**WHAT IS REQUIRED:** Where a line below holds the string "source", copy that line.

(Stored items from a collection)
>>
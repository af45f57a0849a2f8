//! Memo API server lifecycle: bind, serve in a background task, and shut
//! down gracefully through a oneshot channel.

use std::net::SocketAddr;

use serde::Serialize;
use tokio::sync::oneshot;
use tokio::task::JoinHandle;
use uuid::Uuid;

use crate::api::router::memo_api_router;
use crate::api::types::ApiContext;

// ═══════════════════════════════════════════════════════════
// Public types
// ═══════════════════════════════════════════════════════════

#[derive(Debug, thiserror::Error)]
pub enum ServerError {
    #[error("Failed to bind {addr}: {source}")]
    Bind {
        addr: SocketAddr,
        source: std::io::Error,
    },
    #[error("Failed to get server address: {0}")]
    LocalAddr(std::io::Error),
}

/// Metadata for a running server.
#[derive(Debug, Clone, Serialize)]
pub struct MemoApiSession {
    pub session_id: String,
    pub server_addr: String,
    pub port: u16,
    pub started_at: String,
}

/// Handle to a running memo API server.
pub struct MemoApiServer {
    pub session: MemoApiSession,
    shutdown_tx: Option<oneshot::Sender<()>>,
    task: Option<JoinHandle<()>>,
}

impl MemoApiServer {
    /// Signal graceful shutdown. In-flight requests finish first.
    pub fn shutdown(&mut self) {
        if let Some(tx) = self.shutdown_tx.take() {
            let _ = tx.send(());
            tracing::info!(session_id = %self.session.session_id, "Memo API shutdown signal sent");
        }
    }

    /// Signal shutdown and wait for the server task to finish.
    pub async fn stop(mut self) {
        self.shutdown();
        if let Some(task) = self.task.take() {
            if let Err(e) = task.await {
                tracing::error!(error = %e, "Memo API server task failed");
            }
        }
    }
}

// ═══════════════════════════════════════════════════════════
// Server lifecycle
// ═══════════════════════════════════════════════════════════

/// Bind `addr` and serve the memo API in a background task.
pub async fn start_memo_api_server(
    ctx: ApiContext,
    addr: SocketAddr,
    cors_origins: &[String],
) -> Result<MemoApiServer, ServerError> {
    let listener = tokio::net::TcpListener::bind(addr)
        .await
        .map_err(|source| ServerError::Bind { addr, source })?;
    let addr = listener.local_addr().map_err(ServerError::LocalAddr)?;

    let app = memo_api_router(ctx, cors_origins);

    let session = MemoApiSession {
        session_id: Uuid::new_v4().to_string(),
        server_addr: addr.to_string(),
        port: addr.port(),
        started_at: chrono::Utc::now().to_rfc3339(),
    };

    let (shutdown_tx, shutdown_rx) = oneshot::channel::<()>();

    let task = tokio::spawn(async move {
        let shutdown_signal = async move {
            let _ = shutdown_rx.await;
            tracing::info!("Memo API received shutdown signal");
        };

        tracing::info!(%addr, "Memo API started");

        if let Err(e) = axum::serve(listener, app)
            .with_graceful_shutdown(shutdown_signal)
            .await
        {
            tracing::error!(error = %e, "Memo API server error");
        }

        tracing::info!("Memo API stopped");
    });

    Ok(MemoApiServer {
        session,
        shutdown_tx: Some(shutdown_tx),
        task: Some(task),
    })
}

// ═══════════════════════════════════════════════════════════
// Tests
// ═══════════════════════════════════════════════════════════
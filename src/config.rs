use std::net::SocketAddr;
use std::time::Duration;

use thiserror::Error;

use crate::pipeline::generation::DEFAULT_MAX_ATTEMPTS;
use crate::pipeline_config::{
    PipelineConfig, DEFAULT_MAX_CONTEXT_CHARS, DEFAULT_REQUEST_TIMEOUT_SECS, DEFAULT_TOP_K,
};

/// Application-level constants
pub const APP_NAME: &str = "TaxMemo";
pub const APP_VERSION: &str = env!("CARGO_PKG_VERSION");

/// Collection the ingestion job writes to.
pub const DEFAULT_COLLECTION: &str = "tax_memo_production";

pub const DEFAULT_BIND: &str = "0.0.0.0:8000";
pub const DEFAULT_CORS_ORIGINS: &str = "http://localhost:3000";
pub const DEFAULT_QDRANT_HOST: &str = "http://localhost:6333";
pub const DEFAULT_OLLAMA_HOST: &str = "http://localhost:11434";
pub const DEFAULT_GENERATION_MODEL: &str = "llama3.1:8b";
pub const DEFAULT_EMBEDDING_MODEL: &str = "nomic-embed-text";
pub const DEFAULT_CALL_TIMEOUT_SECS: u64 = 120;

/// Log filter used when `RUST_LOG` is unset.
pub fn default_log_filter() -> &'static str {
    "taxmemo_lib=info,taxmemo=info,tower_http=warn"
}

#[derive(Error, Debug, PartialEq, Eq)]
pub enum ConfigError {
    #[error("Invalid value for {key}: {value:?} ({reason})")]
    Invalid {
        key: &'static str,
        value: String,
        reason: String,
    },
}

#[derive(Debug, Clone, PartialEq)]
pub struct ServerConfig {
    pub bind: SocketAddr,
    pub cors_origins: Vec<String>,
}

#[derive(Debug, Clone, PartialEq)]
pub struct RetrievalConfig {
    pub qdrant_host: String,
    pub api_key: Option<String>,
    pub collection: String,
    pub embedding_model: String,
}

#[derive(Debug, Clone, PartialEq)]
pub struct GenerationConfig {
    pub ollama_host: String,
    pub model: String,
    pub max_attempts: usize,
    pub call_timeout: Duration,
}

/// Everything the service reads from its environment.
#[derive(Debug, Clone, PartialEq)]
pub struct AppConfig {
    pub server: ServerConfig,
    pub retrieval: RetrievalConfig,
    pub generation: GenerationConfig,
    pub pipeline: PipelineConfig,
}

impl AppConfig {
    pub fn from_env() -> Result<Self, ConfigError> {
        Self::from_lookup(|key| std::env::var(key).ok())
    }

    /// Build from any key lookup. Blank values count as unset.
    pub fn from_lookup<F>(lookup: F) -> Result<Self, ConfigError>
    where
        F: Fn(&str) -> Option<String>,
    {
        let get = |key: &str| lookup(key).map(|v| v.trim().to_string()).filter(|v| !v.is_empty());
        let text = |key: &str, default: &str| get(key).unwrap_or_else(|| default.to_string());

        let bind_raw = text("TAXMEMO_BIND", DEFAULT_BIND);
        let bind = bind_raw.parse::<SocketAddr>().map_err(|e| ConfigError::Invalid {
            key: "TAXMEMO_BIND",
            value: bind_raw.clone(),
            reason: e.to_string(),
        })?;

        let cors_origins = text("TAXMEMO_CORS_ORIGINS", DEFAULT_CORS_ORIGINS)
            .split(',')
            .map(str::trim)
            .filter(|o| !o.is_empty())
            .map(String::from)
            .collect();

        let qdrant_host = text("QDRANT_HOST", DEFAULT_QDRANT_HOST);
        check_url("QDRANT_HOST", &qdrant_host)?;
        let ollama_host = text("OLLAMA_HOST", DEFAULT_OLLAMA_HOST);
        check_url("OLLAMA_HOST", &ollama_host)?;

        let call_timeout_secs =
            positive(&get, "TAXMEMO_CALL_TIMEOUT_SECS", DEFAULT_CALL_TIMEOUT_SECS as usize)?;
        let request_timeout_secs = positive(
            &get,
            "TAXMEMO_REQUEST_TIMEOUT_SECS",
            DEFAULT_REQUEST_TIMEOUT_SECS as usize,
        )?;

        Ok(Self {
            server: ServerConfig { bind, cors_origins },
            retrieval: RetrievalConfig {
                qdrant_host,
                api_key: get("QDRANT_API_KEY"),
                collection: text("QDRANT_COLLECTION", DEFAULT_COLLECTION),
                embedding_model: text("TAXMEMO_EMBEDDING_MODEL", DEFAULT_EMBEDDING_MODEL),
            },
            generation: GenerationConfig {
                ollama_host,
                model: text("TAXMEMO_GENERATION_MODEL", DEFAULT_GENERATION_MODEL),
                max_attempts: positive(&get, "TAXMEMO_MAX_ATTEMPTS", DEFAULT_MAX_ATTEMPTS)?,
                call_timeout: Duration::from_secs(call_timeout_secs as u64),
            },
            pipeline: PipelineConfig {
                top_k: positive(&get, "TAXMEMO_TOP_K", DEFAULT_TOP_K)?,
                max_context_chars: positive(
                    &get,
                    "TAXMEMO_MAX_CONTEXT_CHARS",
                    DEFAULT_MAX_CONTEXT_CHARS,
                )?,
                request_timeout: Duration::from_secs(request_timeout_secs as u64),
            },
        })
    }
}

fn positive<G>(get: &G, key: &'static str, default: usize) -> Result<usize, ConfigError>
where
    G: Fn(&str) -> Option<String>,
{
    let Some(raw) = get(key) else {
        return Ok(default);
    };
    match raw.parse::<usize>() {
        Ok(0) => Err(ConfigError::Invalid {
            key,
            value: raw,
            reason: "must be at least 1".to_string(),
        }),
        Ok(n) => Ok(n),
        Err(e) => Err(ConfigError::Invalid {
            key,
            value: raw.clone(),
            reason: e.to_string(),
        }),
    }
}

fn check_url(key: &'static str, value: &str) -> Result<(), ConfigError> {
    if value.starts_with("http://") || value.starts_with("https://") {
        Ok(())
    } else {
        Err(ConfigError::Invalid {
            key,
            value: value.to_string(),
            reason: "expected an http(s) URL".to_string(),
        })
    }
}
<<
**SOLVED EXERCISE:**
    #[error("Failed to bind {addr}: {source}")]
        source: std::io::Error,
        .map_err(|source| ServerError::Bind { addr, source })?;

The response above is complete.